Janice Horowitiz’ “Dueling Docs” feature at Huffington Post today is about the issue of girls reaching puberty at increasingly earlier ages than previous generations. Both Dr. Alisan Goldfarb and Dr. Stephen Safe talk about endocrine disruptors such as BPA (bisphenol-A, a carcinogenic component of some plastics found in some baby bottles and water containers) and pesticides. Certainly both types of chemicals are likely to be a factor in early menarche, but I find it surprising that those are the only factors mentioned. There’s no discussion of the roles of psychosocial stressors, low birth weight, or formula feeding. Neither physician gives serious consideration to the endocrine disruptors that are the hormones used in raising beef and dairy cattle as well as chicken in this country; Dr. Safe acknowledges that “[a]lmost all foods have endocrine disruptors”, but qualifies that statement with, “particularly fruits and vegetables.” (Do you suppose the beef and dairy lobby advertise at Huffington Post?)

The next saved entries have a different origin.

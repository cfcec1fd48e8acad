use anyhow::Result;

use super::super::args::ValidateCommand;
use super::{CommandResult, CommandSummary, context::CommandContext, helper::finish};
use crate::core::validate::validate_all;

pub fn validate(cmd: ValidateCommand) -> Result<CommandResult> {
    let ctx = CommandContext::new(&cmd.common)?;

    let mut issues = validate_all(&ctx.engine.store().catalogs());
    issues.extend(ctx.load_issues());
    issues.extend(ctx.pattern_issues());
    ctx.relativize(&mut issues);

    Ok(finish(
        CommandSummary::Validate,
        issues,
        0,
        ctx.locale_files_checked(),
        true,
    ))
}
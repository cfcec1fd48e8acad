pub mod check;
mod command_result;
pub mod context;
pub mod edit;
pub mod fill;
pub mod helper;
pub mod init;
pub mod status;
pub mod transfer;
pub mod validate;
pub mod watch;

pub use command_result::*;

For a more thorough, nuanced analysis of this issue, see Sandra Steingraber’s report, The Falling Age of Puberty in U.S. Girls: What We Know, What We Need to Know, published in 2007 by the Breast Cancer Fund. Among other findings, Steingraber reports that new research has revealed that the amount of natural hormones a child’s body produces on its own is much lower than previously estimated; this means “safe levels” of exposure to synthetic hormones and endocrine disruptors must be recalibrated, and policy modified accordingly.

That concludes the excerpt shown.